Si l’on rapporte cette réalité massive de la consommation, qui, comme tous les systèmes totalitaires, refuse la moindre limite, à notre système économique, fondé sur l’effacement de la valeur par le prix, on comprend vite l’interdépendance entre les deux dispositifs. D’abord, parce qu’en réduisant la valeur à une simple détermination d’un prix, notre système économique conforte le Consommateur dans sa conviction que toute chose est réductible à sa forme-marchandise affectée d’un prix, comme dirait Marx, et que cette marchandise peut s’obtenir par le biais d’une transaction commerciale. Que des biens aient une valeur en soi, qui ne passe pas par la médiation d’un prix, qu’ils soient d’une essence plus haute, plus digne, que le prix, parce qu’ils relèvent, par exemple, de ce que l’on nommait jadis le « sacré », voilà qui, aujourd’hui, dans notre monde est devenu incompréhensible. Il faut, au contraire, pour qu’une chose ait de la valeur, qu’elle consente à s’aliéner sous la forme d’un prix, puisque désormais seul ce qui a un prix compte.

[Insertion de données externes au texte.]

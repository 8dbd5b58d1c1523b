/// Colour with straight alpha, as a 2d context `fillStyle` would take it.
#[derive(Clone, Copy, Debug, PartialEq)]
pub struct Rgba {
    pub r: u8,
    pub g: u8,
    pub b: u8,
    pub a: f32,
}

impl Rgba {
    pub const fn new(r: u8, g: u8, b: u8, a: f32) -> Self {
        Self { r, g, b, a }
    }
}

#[derive(Clone, Copy, Debug, PartialEq)]
pub enum DrawOp {
    Clear,
    Circle { x: f32, y: f32, radius: f32, color: Rgba },
}

/// Recording drawing surface. Each frame the owner clears it and records
/// fresh ops; a renderer replays whatever is present.
#[derive(Debug, Default)]
pub struct Canvas {
    width: u32,
    height: u32,
    ops: Vec<DrawOp>,
}

impl Canvas {
    pub fn new(width: u32, height: u32) -> Self {
        Self {
            width,
            height,
            ops: Vec::new(),
        }
    }

    pub fn width(&self) -> u32 {
        self.width
    }

    pub fn height(&self) -> u32 {
        self.height
    }

    /// Setting the backing size wipes the surface, same as assigning
    /// `canvas.width` in a browser.
    pub fn resize(&mut self, width: u32, height: u32) {
        self.width = width;
        self.height = height;
        self.ops.clear();
    }

    pub fn clear(&mut self) {
        self.ops.clear();
        self.ops.push(DrawOp::Clear);
    }

    pub fn fill_circle(&mut self, x: f32, y: f32, radius: f32, color: Rgba) {
        self.ops.push(DrawOp::Circle {
            x,
            y,
            radius,
            color,
        });
    }

    pub fn ops(&self) -> &[DrawOp] {
        &self.ops
    }

    pub fn circles(&self) -> impl Iterator<Item = (f32, f32, f32, Rgba)> + '_ {
        self.ops.iter().filter_map(|op| match *op {
            DrawOp::Circle {
                x,
                y,
                radius,
                color,
            } => Some((x, y, radius, color)),
            DrawOp::Clear => None,
        })
    }
}
use clap::Parser;
use crossterm::{
    cursor::{Hide, Show},
    event::{self, DisableFocusChange, DisableMouseCapture, EnableFocusChange, EnableMouseCapture},
    execute,
    terminal::{self, Clear, ClearType, EnterAlternateScreen, LeaveAlternateScreen},
};
use orbitsite::config::Args;
use orbitsite::error::Result;
use orbitsite::logging;
use orbitsite::render::Renderer;
use orbitsite::terminal::{Browser, Flow};
use std::io::{self, stdout, BufWriter, Stdout, Write};
use std::time::{Duration, Instant};

fn run(args: &Args) -> Result<()> {
    let stdout = stdout();
    let mut stdout = BufWriter::with_capacity(1024 * 64, stdout);

    terminal::enable_raw_mode()?;
    execute!(
        stdout,
        EnterAlternateScreen,
        Hide,
        Clear(ClearType::All),
        EnableMouseCapture,
        EnableFocusChange
    )?;

    let result = frame_loop(args, &mut stdout);
    let restored = restore(&mut stdout, terminal::disable_raw_mode);
    result.and(restored)
}

/// Undo the screen setup. Raw mode is switched off even when writing the
/// escape sequences fails; the first error wins.
fn restore<W: Write>(out: &mut W, disable_raw_mode: impl FnOnce() -> io::Result<()>) -> Result<()> {
    let screen = execute!(out, Show, LeaveAlternateScreen, DisableMouseCapture, DisableFocusChange);
    let raw = disable_raw_mode();
    screen?;
    raw?;
    Ok(())
}

fn frame_loop(args: &Args, stdout: &mut BufWriter<Stdout>) -> Result<()> {
    let frame_time = Duration::from_secs_f64(1.0 / args.fps.max(1) as f64);
    let mut browser = Browser::new(args.site_config(), args.touch, terminal::size()?);
    let mut renderer = Renderer::new(args.bg_color.unwrap_or((0, 0, 0)));
    let mut next_frame = Instant::now();

    loop {
        let timeout = next_frame.saturating_duration_since(Instant::now());
        if event::poll(timeout)? {
            let event = event::read()?;
            match browser.handle(&event, &renderer) {
                Flow::Quit => break,
                Flow::Redraw => execute!(stdout, Clear(ClearType::All))?,
                Flow::Continue => {}
            }
            continue;
        }

        if browser.advance() == Flow::Redraw {
            execute!(stdout, Clear(ClearType::All))?;
        }
        renderer.render(browser.site().page(), stdout)?;
        browser.refresh_hover(&renderer);

        // drop frames rather than trying to catch up
        next_frame += frame_time;
        let now = Instant::now();
        if next_frame < now {
            next_frame = now + frame_time;
        }
    }

    stdout.flush()?;
    Ok(())
}

fn main() -> Result<()> {
    let args = Args::parse();

    let _log_guard = match &args.log_dir {
        Some(dir) => Some(logging::init(dir)?),
        None => None,
    };

    run(&args)
}
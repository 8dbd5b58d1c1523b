//! Maps terminal input onto page events and keeps a tiny navigation
//! history, so following a satellite or menu link swaps pages.

use crate::burger::BURGER_BUTTON_ID;
use crate::config::SiteConfig;
use crate::layout::{self, HOME_HREF};
use crate::page::{ElementId, Window};
use crate::render::{viewport_for, Renderer};
use crate::site::{Site, SiteEvent};
use crossterm::event::{Event, KeyCode, KeyEvent, KeyEventKind, KeyModifiers, MouseButton, MouseEvent, MouseEventKind};
use std::time::{Duration, Instant};

pub const SCROLL_STEP: f32 = 40.0;

#[derive(Clone, Copy, Debug, PartialEq, Eq)]
pub enum Flow {
    Continue,
    /// Screen geometry or page changed; clear before the next draw.
    Redraw,
    Quit,
}

pub struct Browser {
    config: SiteConfig,
    touch: bool,
    size: (u16, u16),
    location: String,
    history: Vec<String>,
    site: Site,
    loaded: Instant,
    hovered: Option<ElementId>,
    /// Cell the mouse was last seen over.
    pointer: Option<(u16, u16)>,
}

impl Browser {
    pub fn new(config: SiteConfig, touch: bool, size: (u16, u16)) -> Self {
        let location = HOME_HREF.to_string();
        let site = Self::load(&location, &config, touch, size);
        Self {
            config,
            touch,
            size,
            location,
            history: Vec::new(),
            site,
            loaded: Instant::now(),
            hovered: None,
            pointer: None,
        }
    }

    fn load(location: &str, config: &SiteConfig, touch: bool, (cols, rows): (u16, u16)) -> Site {
        let (width, height) = viewport_for(cols, rows);
        let mut window = Window::new(width, height);
        window.hover_none = touch;
        let page = if location == HOME_HREF {
            layout::home(window)
        } else {
            layout::content(&layout::title_for_href(location), window)
        };
        Site::boot(page, config)
    }

    pub fn site(&self) -> &Site {
        &self.site
    }

    pub fn location(&self) -> &str {
        &self.location
    }

    /// Time since the current page loaded.
    pub fn now(&self) -> Duration {
        self.loaded.elapsed()
    }

    /// Run one frame and follow any navigation it produced.
    pub fn advance(&mut self) -> Flow {
        let now = self.now();
        self.site.advance(now);
        self.follow_navigation()
    }

    pub fn handle(&mut self, event: &Event, renderer: &Renderer) -> Flow {
        match event {
            Event::Key(key) => return self.handle_key(key),
            Event::Mouse(mouse) => self.handle_mouse(mouse, renderer),
            Event::Resize(cols, rows) => {
                self.size = (*cols, *rows);
                let (width, height) = viewport_for(*cols, *rows);
                self.dispatch(SiteEvent::Resize { width, height });
                return Flow::Redraw;
            }
            Event::FocusLost => self.dispatch(SiteEvent::Visibility { hidden: true }),
            Event::FocusGained => self.dispatch(SiteEvent::Visibility { hidden: false }),
            _ => {}
        }
        self.follow_navigation()
    }

    fn handle_key(&mut self, key: &KeyEvent) -> Flow {
        if key.kind != KeyEventKind::Press {
            return Flow::Continue;
        }
        match key.code {
            KeyCode::Char('q') | KeyCode::Esc => return Flow::Quit,
            KeyCode::Char('c') if key.modifiers.contains(KeyModifiers::CONTROL) => return Flow::Quit,
            KeyCode::Char('m') => {
                if let Some(button) = self.site.page().get_by_id(BURGER_BUTTON_ID) {
                    self.dispatch(SiteEvent::Click(button));
                }
            }
            KeyCode::Char(c @ '1'..='9') => {
                let link = self.site.burger().filter(|b| b.is_open()).and_then(|b| {
                    let index = c as usize - '1' as usize;
                    b.links(self.site.page()).get(index).copied()
                });
                if let Some(link) = link {
                    self.dispatch(SiteEvent::Click(link));
                }
            }
            KeyCode::Up => self.scroll_by(-SCROLL_STEP),
            KeyCode::Down => self.scroll_by(SCROLL_STEP),
            KeyCode::PageUp => self.scroll_by(-SCROLL_STEP * 5.0),
            KeyCode::PageDown => self.scroll_by(SCROLL_STEP * 5.0),
            KeyCode::Backspace => return self.back(),
            _ => {}
        }
        self.follow_navigation()
    }

    /// Re-check what sits under a resting mouse after the page was redrawn,
    /// since satellites move out from under it.
    pub fn refresh_hover(&mut self, renderer: &Renderer) {
        if let Some((column, row)) = self.pointer {
            self.hover(renderer.hit_test(column, row));
        }
    }

    fn hover(&mut self, target: Option<ElementId>) {
        if target == self.hovered {
            return;
        }
        if let Some(old) = self.hovered.take() {
            self.dispatch(SiteEvent::PointerLeave(old));
        }
        if let Some(new) = target {
            self.dispatch(SiteEvent::PointerEnter(new));
        }
        self.hovered = target;
    }

    fn handle_mouse(&mut self, mouse: &MouseEvent, renderer: &Renderer) {
        self.pointer = Some((mouse.column, mouse.row));
        let target = renderer.hit_test(mouse.column, mouse.row);
        match mouse.kind {
            MouseEventKind::Moved | MouseEventKind::Drag(_) => self.hover(target),
            MouseEventKind::Down(MouseButton::Left) => {
                if let Some(el) = target {
                    let event = if self.touch {
                        SiteEvent::TouchStart(el)
                    } else {
                        SiteEvent::Click(el)
                    };
                    self.dispatch(event);
                }
            }
            MouseEventKind::Up(MouseButton::Left) if self.touch => self.dispatch(SiteEvent::TouchEnd),
            MouseEventKind::ScrollDown => self.scroll_by(SCROLL_STEP),
            MouseEventKind::ScrollUp => self.scroll_by(-SCROLL_STEP),
            _ => {}
        }
    }

    fn scroll_by(&mut self, delta: f32) {
        let y = self.site.page().window.scroll_y + delta;
        self.dispatch(SiteEvent::Scroll { y });
    }

    fn dispatch(&mut self, event: SiteEvent) {
        let now = self.now();
        self.site.dispatch(event, now);
    }

    fn follow_navigation(&mut self) -> Flow {
        let Some(href) = self.site.take_navigation() else {
            return Flow::Continue;
        };
        if href == self.location {
            return Flow::Continue;
        }
        let previous = std::mem::replace(&mut self.location, href);
        self.history.push(previous);
        self.open_current();
        Flow::Redraw
    }

    fn back(&mut self) -> Flow {
        let Some(previous) = self.history.pop() else {
            return Flow::Continue;
        };
        self.location = previous;
        self.open_current();
        Flow::Redraw
    }

    fn open_current(&mut self) {
        tracing::info!(location = %self.location, "navigating");
        self.site = Self::load(&self.location, &self.config, self.touch, self.size);
        self.loaded = Instant::now();
        self.hovered = None;
    }
}

#[cfg(test)]
mod tests {
    use super::*;
    use crate::orbit::{SpeedTier, SATELLITE_CLASS};

    fn key(code: KeyCode) -> Event {
        Event::Key(KeyEvent::new(code, KeyModifiers::NONE))
    }

    fn mouse(kind: MouseEventKind, column: u16, row: u16) -> Event {
        Event::Mouse(MouseEvent {
            kind,
            column,
            row,
            modifiers: KeyModifiers::NONE,
        })
    }

    fn browser(touch: bool) -> (Browser, Renderer) {
        (Browser::new(SiteConfig::default(), touch, (160, 50)), Renderer::new((0, 0, 0)))
    }

    #[test]
    fn quit_keys() {
        let (mut b, r) = browser(false);
        assert_eq!(b.handle(&key(KeyCode::Char('q')), &r), Flow::Quit);
        assert_eq!(b.handle(&key(KeyCode::Esc), &r), Flow::Quit);
        let ctrl_c = Event::Key(KeyEvent::new(KeyCode::Char('c'), KeyModifiers::CONTROL));
        assert_eq!(b.handle(&ctrl_c, &r), Flow::Quit);
    }

    #[test]
    fn menu_keys_navigate_and_backspace_returns() {
        let (mut b, r) = browser(false);
        assert_eq!(b.handle(&key(KeyCode::Char('2')), &r), Flow::Continue);
        assert_eq!(b.location(), HOME_HREF);

        b.handle(&key(KeyCode::Char('m')), &r);
        assert!(b.site().burger().unwrap().is_open());
        assert_eq!(b.handle(&key(KeyCode::Char('2')), &r), Flow::Redraw);
        assert_eq!(b.location(), "about.html");
        assert!(b.site().orbit().is_none());

        assert_eq!(b.handle(&key(KeyCode::Backspace), &r), Flow::Redraw);
        assert_eq!(b.location(), HOME_HREF);
        assert!(b.site().orbit().is_some());
        assert_eq!(b.handle(&key(KeyCode::Backspace), &r), Flow::Continue);
    }

    #[test]
    fn resize_reaches_the_site_after_settling() {
        let (mut b, r) = browser(false);
        assert_eq!(b.handle(&Event::Resize(60, 40), &r), Flow::Redraw);
        assert_eq!(b.site().page().window.inner_width, 480);
        assert!(b.site().next_timer().is_some());
    }

    #[test]
    fn focus_changes_pause_and_resume() {
        let (mut b, r) = browser(false);
        b.handle(&Event::FocusLost, &r);
        assert!(b.site().frames().is_empty());
        b.handle(&Event::FocusGained, &r);
        assert!(!b.site().frames().is_empty());
    }

    #[test]
    fn wheel_scrolls_the_page() {
        let (mut b, r) = browser(false);
        b.handle(&mouse(MouseEventKind::ScrollDown, 0, 10), &r);
        b.handle(&mouse(MouseEventKind::ScrollDown, 0, 10), &r);
        b.handle(&key(KeyCode::Down), &r);
        assert_eq!(b.site().page().window.scroll_y, 3.0 * SCROLL_STEP);
        b.handle(&key(KeyCode::PageUp), &r);
        assert_eq!(b.site().page().window.scroll_y, 0.0);
    }

    #[test]
    fn clicking_the_rendered_burger_opens_the_menu() {
        let (mut b, mut r) = browser(false);
        r.render(b.site().page(), &mut Vec::new()).unwrap();
        b.handle(&mouse(MouseEventKind::Down(MouseButton::Left), 157, 0), &r);
        assert!(b.site().burger().unwrap().is_open());
    }

    fn first_satellite_cell(b: &Browser, r: &Renderer) -> (u16, u16, ElementId) {
        let page = b.site().page();
        (1..50u16)
            .flat_map(|row| (0..160u16).map(move |col| (col, row)))
            .find_map(|(col, row)| {
                r.hit_test(col, row)
                    .filter(|&el| page.has_class(el, SATELLITE_CLASS))
                    .map(|el| (col, row, el))
            })
            .unwrap()
    }

    #[test]
    fn resting_pointer_lets_go_of_a_satellite_that_moved_away() {
        let (mut b, mut r) = browser(false);
        r.render(b.site().page(), &mut Vec::new()).unwrap();
        let (col, row, sat) = first_satellite_cell(&b, &r);

        b.handle(&mouse(MouseEventKind::Moved, col, row), &r);
        assert_eq!(b.hovered, Some(sat));
        assert_eq!(b.site().orbit().unwrap().speed(), SpeedTier::Slow);

        let mut let_go = false;
        for frame in 1..=300u64 {
            b.site.advance(Duration::from_millis(frame * 16));
            r.render(b.site().page(), &mut Vec::new()).unwrap();
            b.refresh_hover(&r);

            assert_eq!(b.hovered, r.hit_test(col, row));
            if b.hovered != Some(sat) {
                let_go = true;
            }
            if b.hovered.is_none() {
                assert_eq!(b.site().orbit().unwrap().speed(), SpeedTier::Base);
            }
        }
        assert!(let_go);
    }

    #[test]
    fn refresh_without_a_pointer_changes_nothing() {
        let (mut b, mut r) = browser(false);
        r.render(b.site().page(), &mut Vec::new()).unwrap();
        b.refresh_hover(&r);
        assert_eq!(b.hovered, None);
        assert_eq!(b.site().orbit().unwrap().speed(), SpeedTier::Base);
    }

    #[test]
    fn touch_mode_presses_and_releases() {
        let (mut b, mut r) = browser(true);
        r.render(b.site().page(), &mut Vec::new()).unwrap();
        b.handle(&mouse(MouseEventKind::Down(MouseButton::Left), 157, 0), &r);
        assert!(!b.site().burger().unwrap().is_open());
        b.handle(&mouse(MouseEventKind::Up(MouseButton::Left), 157, 0), &r);
        assert!(b.site().burger().unwrap().is_open());
    }
}
//! Explicit stand-ins for `requestAnimationFrame` and `setTimeout`.
//!
//! Callbacks are not closures: each request names the component that wants
//! it, and the driver dispatches due handles back to that component. Time is
//! always supplied by the caller as a `Duration` since page load.

use std::time::Duration;

#[derive(Clone, Copy, Debug, PartialEq, Eq, Hash)]
pub struct FrameHandle(u64);

#[derive(Clone, Copy, Debug, PartialEq, Eq)]
pub enum FrameTarget {
    Stars,
    Orbit,
    Nav,
}

/// Result of one animation tick.
#[derive(Clone, Copy, Debug, PartialEq, Eq)]
pub enum Tick {
    Continue,
    Halt,
}

#[derive(Debug, Default)]
pub struct FrameQueue {
    next_id: u64,
    pending: Vec<(FrameHandle, FrameTarget)>,
}

impl FrameQueue {
    pub fn new() -> Self {
        Self::default()
    }

    pub fn request(&mut self, target: FrameTarget) -> FrameHandle {
        self.next_id += 1;
        let handle = FrameHandle(self.next_id);
        self.pending.push((handle, target));
        handle
    }

    pub fn cancel(&mut self, handle: FrameHandle) -> bool {
        let before = self.pending.len();
        self.pending.retain(|(h, _)| *h != handle);
        self.pending.len() != before
    }

    /// Everything due on the next frame. Requests made while these are
    /// being handled land on the frame after.
    pub fn take_pending(&mut self) -> Vec<(FrameHandle, FrameTarget)> {
        std::mem::take(&mut self.pending)
    }

    pub fn pending_for(&self, target: FrameTarget) -> usize {
        self.pending.iter().filter(|(_, t)| *t == target).count()
    }

    pub fn len(&self) -> usize {
        self.pending.len()
    }

    pub fn is_empty(&self) -> bool {
        self.pending.is_empty()
    }
}

/// A self-rescheduling animation loop with at most one frame in flight.
#[derive(Debug)]
pub struct FrameLoop {
    target: FrameTarget,
    handle: Option<FrameHandle>,
}

impl FrameLoop {
    pub fn new(target: FrameTarget) -> Self {
        Self {
            target,
            handle: None,
        }
    }

    pub fn is_running(&self) -> bool {
        self.handle.is_some()
    }

    /// Schedule the first frame. Returns false if a frame is already in
    /// flight, in which case nothing new is requested.
    pub fn start(&mut self, frames: &mut FrameQueue) -> bool {
        if self.handle.is_some() {
            return false;
        }
        self.handle = Some(frames.request(self.target));
        true
    }

    pub fn stop(&mut self, frames: &mut FrameQueue) -> bool {
        match self.handle.take() {
            Some(handle) => {
                frames.cancel(handle);
                true
            }
            None => false,
        }
    }

    /// Accept a fired frame. Only the currently live handle is accepted.
    pub fn claim(&mut self, handle: FrameHandle) -> bool {
        if self.handle == Some(handle) {
            self.handle = None;
            true
        } else {
            false
        }
    }

    /// Reschedule after a claimed tick unless the tick asked to halt.
    pub fn finish(&mut self, frames: &mut FrameQueue, tick: Tick) {
        if tick == Tick::Continue {
            self.start(frames);
        }
    }
}

#[derive(Clone, Copy, Debug, PartialEq, Eq, Hash)]
pub struct TimerHandle(u64);

#[derive(Clone, Copy, Debug, PartialEq, Eq)]
pub enum TimerTarget {
    ResizeSettled,
    HoverSlowdown,
}

#[derive(Debug)]
struct Timer {
    handle: TimerHandle,
    target: TimerTarget,
    due: Duration,
}

#[derive(Debug, Default)]
pub struct Timers {
    next_id: u64,
    entries: Vec<Timer>,
}

impl Timers {
    pub fn new() -> Self {
        Self::default()
    }

    pub fn set(&mut self, target: TimerTarget, now: Duration, delay: Duration) -> TimerHandle {
        self.next_id += 1;
        let handle = TimerHandle(self.next_id);
        self.entries.push(Timer {
            handle,
            target,
            due: now + delay,
        });
        handle
    }

    pub fn clear(&mut self, handle: TimerHandle) -> bool {
        let before = self.entries.len();
        self.entries.retain(|t| t.handle != handle);
        self.entries.len() != before
    }

    /// Remove and return every timer due at `now`, earliest first.
    pub fn take_due(&mut self, now: Duration) -> Vec<(TimerHandle, TimerTarget)> {
        let (mut due, rest): (Vec<Timer>, Vec<Timer>) =
            std::mem::take(&mut self.entries).into_iter().partition(|t| t.due <= now);
        self.entries = rest;
        due.sort_by_key(|t| (t.due, t.handle.0));
        due.into_iter().map(|t| (t.handle, t.target)).collect()
    }

    pub fn next_due(&self) -> Option<Duration> {
        self.entries.iter().map(|t| t.due).min()
    }

    pub fn len(&self) -> usize {
        self.entries.len()
    }

    pub fn is_empty(&self) -> bool {
        self.entries.is_empty()
    }
}

#[cfg(test)]
mod tests {
    use super::*;

    const fn ms(v: u64) -> Duration {
        Duration::from_millis(v)
    }

    #[test]
    fn start_twice_keeps_a_single_frame() {
        let mut frames = FrameQueue::new();
        let mut stars = FrameLoop::new(FrameTarget::Stars);

        assert!(stars.start(&mut frames));
        assert!(!stars.start(&mut frames));
        assert_eq!(frames.pending_for(FrameTarget::Stars), 1);
    }

    #[test]
    fn stop_cancels_the_pending_frame() {
        let mut frames = FrameQueue::new();
        let mut orbit = FrameLoop::new(FrameTarget::Orbit);
        orbit.start(&mut frames);

        assert!(orbit.stop(&mut frames));
        assert!(frames.is_empty());
        assert!(!orbit.is_running());
        assert!(!orbit.stop(&mut frames));
    }

    #[test]
    fn claim_rejects_stale_handles() {
        let mut frames = FrameQueue::new();
        let mut stars = FrameLoop::new(FrameTarget::Stars);
        stars.start(&mut frames);
        let (stale, _) = frames.take_pending()[0];

        stars.stop(&mut frames);
        stars.start(&mut frames);
        assert!(!stars.claim(stale));
        assert!(stars.is_running());
    }

    #[test]
    fn halt_does_not_reschedule() {
        let mut frames = FrameQueue::new();
        let mut stars = FrameLoop::new(FrameTarget::Stars);
        stars.start(&mut frames);

        let (handle, _) = frames.take_pending()[0];
        assert!(stars.claim(handle));
        stars.finish(&mut frames, Tick::Continue);
        assert_eq!(frames.len(), 1);

        let (handle, _) = frames.take_pending()[0];
        assert!(stars.claim(handle));
        stars.finish(&mut frames, Tick::Halt);
        assert!(frames.is_empty());
        assert!(!stars.is_running());
    }

    #[test]
    fn timers_fire_in_due_order() {
        let mut timers = Timers::new();
        let late = timers.set(TimerTarget::HoverSlowdown, ms(0), ms(2000));
        let early = timers.set(TimerTarget::ResizeSettled, ms(10), ms(150));

        assert!(timers.take_due(ms(100)).is_empty());
        assert_eq!(timers.next_due(), Some(ms(160)));
        assert_eq!(
            timers.take_due(ms(5000)),
            vec![
                (early, TimerTarget::ResizeSettled),
                (late, TimerTarget::HoverSlowdown)
            ]
        );
        assert!(timers.is_empty());
    }

    #[test]
    fn cleared_timer_never_fires() {
        let mut timers = Timers::new();
        let handle = timers.set(TimerTarget::HoverSlowdown, ms(0), ms(2000));
        assert!(timers.clear(handle));
        assert!(timers.take_due(ms(10_000)).is_empty());
    }
}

De cet axiome occidental contemporain, deux conséquences se déduisent :

– D’abord, l’effort continu, agressif, de nos sociétés, qui constitue le seul mouvement significatif de notre époque, pour tout attraire dans le champ du prix, y compris et surtout les réalités d’ordre spirituel, pour contraindre chacune de ces réalités à jouer le jeu de la transaction et du prix, explicite ou implicite, que celle-ci suppose. Ceci vaut aussi, et peut-être surtout, pour ce qui se prévaut de la « gratuité », du « désintéressement » et qui doit comprendre, une bonne fois pour toute, que, à notre époque, la gratuité a un coût. Cela vaut également pour tous les appels, tellement en vogue à l’heure actuelle, à une consommation « éthique », « durable », « responsable » qui se transforment mécaniquement en nouveaux marchés, nouveaux profits, nouvelles incitations à consommer « propre » car, à notre époque, la morale c’est de l’intérêt, et l’intérêt c’est de la consommation que l’on crée et que l’on stimule.

– La seconde conséquence vaut pour les forces qui s’obstinent à sérieusement refuser de jouer ce jeu en se monnayant, parce qu’elles s’obstinent à affirmer leur caractère supérieur, transcendant, sans prix : dans ce cas, la seule solution, pour l’ordre moderne, consiste à étouffer ces forces, soit en les discréditant, soit en faisant le silence – un silence absolu, glacé – sur elles.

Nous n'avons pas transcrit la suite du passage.